Each one of these top-level channels will have many different components. Google is not the only place to advertise on the internet! And there will be many different campaigns, creatives, and keywords to try. The fundamental concept to understand here is marketing leverage. If you can grow by 60% while only increasing your marketing spend by 30%, you've got it. If the numbers are the other way around, you haven't. The first will lead to a successful, profitable growth strategy. The second will be the end of your business.
 
So how do you get marketing leverage. Well you can spend some money on a varied marketing mix, see what revenues come back, and hope that it works, or you can start actively, regularly, analysing the outcome of each individual channel and campaign, and start doubling down on the ones that work. The ones that drive the best possible customers - customers who buy a lot, who buy the high-margin items, who don't return products. What doesn't work is just looking at your revenue-based ROI. You've spent £1k, and you've got £2k in revenue - success!

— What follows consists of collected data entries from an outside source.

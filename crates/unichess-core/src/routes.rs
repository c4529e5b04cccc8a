//! Route table and navigation surface.

use std::fmt;
use std::sync::{Mutex, PoisonError};

use tracing::debug;

#[derive(Debug, Clone, Copy, PartialEq, Eq)]
pub enum Route {
    Home,
    Login,
    Play,
    Redirect,
}

impl Route {
    pub fn path(&self) -> &'static str {
        match self {
            Route::Home => "/",
            Route::Login => "/login",
            Route::Play => "/play",
            Route::Redirect => "/r",
        }
    }

    /// Match a path, ignoring any query string or trailing slash
    pub fn from_path(path: &str) -> Option<Self> {
        let path = path.split(['?', '#']).next().unwrap_or(path);
        let path = if path.len() > 1 { path.trim_end_matches('/') } else { path };
        match path {
            "/" | "" => Some(Route::Home),
            "/login" => Some(Route::Login),
            "/play" => Some(Route::Play),
            "/r" => Some(Route::Redirect),
            _ => None,
        }
    }
}

impl fmt::Display for Route {
    fn fmt(&self, f: &mut fmt::Formatter<'_>) -> fmt::Result {
        f.write_str(self.path())
    }
}

/// Anything that can be asked to move the client to another route
pub trait Navigator: Send + Sync {
    fn navigate(&self, route: Route);
}

/// In-process navigation history.
///
/// Tracks the current route and every navigation request made since
/// creation.
pub struct History {
    inner: Mutex<HistoryInner>,
}

struct HistoryInner {
    current: Route,
    requests: Vec<Route>,
}

impl History {
    pub fn new(start: Route) -> Self {
        Self {
            inner: Mutex::new(HistoryInner {
                current: start,
                requests: Vec::new(),
            }),
        }
    }

    pub fn current(&self) -> Route {
        self.inner.lock().unwrap_or_else(PoisonError::into_inner).current
    }

    pub fn requests(&self) -> Vec<Route> {
        self.inner
            .lock()
            .unwrap_or_else(PoisonError::into_inner)
            .requests
            .clone()
    }
}

impl Navigator for History {
    fn navigate(&self, route: Route) {
        let mut inner = self.inner.lock().unwrap_or_else(PoisonError::into_inner);
        debug!(from = %inner.current, to = %route, "Navigating");
        inner.current = route;
        inner.requests.push(route);
    }
}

Well not if all of that revenue is for sale items, for one-time purchasers who then return everything..
 
Many studies out there have shown quite how much cheaper it is to get an existing customer to purchase, compared to acquiring a new one. The lowest multiple in studies is approximately three times cheaper, and the highest is thirty. Either way, customer retention is definitely more effective than customer acquisition. So once you've optimised the mix and started acquiring many hero customers, it's time to think about getting them to buy more often. The levers here are clear. There's three of them. Customer experience, merchandising and remarketing. 
 
The best possible lever, the cheapest one and the one that drives truly one of a kind companies, is the first - creating an incredible customer experience. There are many facets to this, from a perfect online customer journey, such as the Amazon 1-click checkout button, to a fantastic and emotional unboxing experience such as that of Net-A-Porter. If you can get the customer to remember how good it felt to shop with your brand, you've primed them to come back next time they want to buy.
 
The next best lever is merchandising. Your audience want something - they've come to your site for a reason. If you can work out exactly what that is, and you can make sure that your product mix is perfect, more than that, it's unique, then they will come and buy from you anyway. The data shows you what those products are - per-product conversion rates and add to basket rates can be rolled up to identify trends, and power data-driven purchasing and visual merchandising decisions, to make sure that you sell the right products, and present them in the right way.
 
And the final lever is remarketing. If they haven't come back because they've fallen in love with the experience, and they haven't come back because your product mix is unique and perfect for them, then it's time to give them a nudge. Technology moves quick, and you can now given them a nudge in all sorts of ways. You can re-target them online. You can give them a push notification on their mobile phone. But really, there's still only one core lever here - good old e-mail. There's a specific time when they are ready to buy again, and there's a specific product that they'd be interested in buying. If you get them the message at that time, and make sure it contains that product, they're going to come back and buy it.
 
So that's a lot of levers to play with. Optimising your marketing mix to acquiring the best customers and increase your marketing leverage, improving your on-site experience by locating problems in conversion, creating the perfect product mix and merchandising it in the right way, and sending targeted and personalised messages to the right customer at the right time - all of this is possible, and easy, right now. The only question is, which lever will you pull first?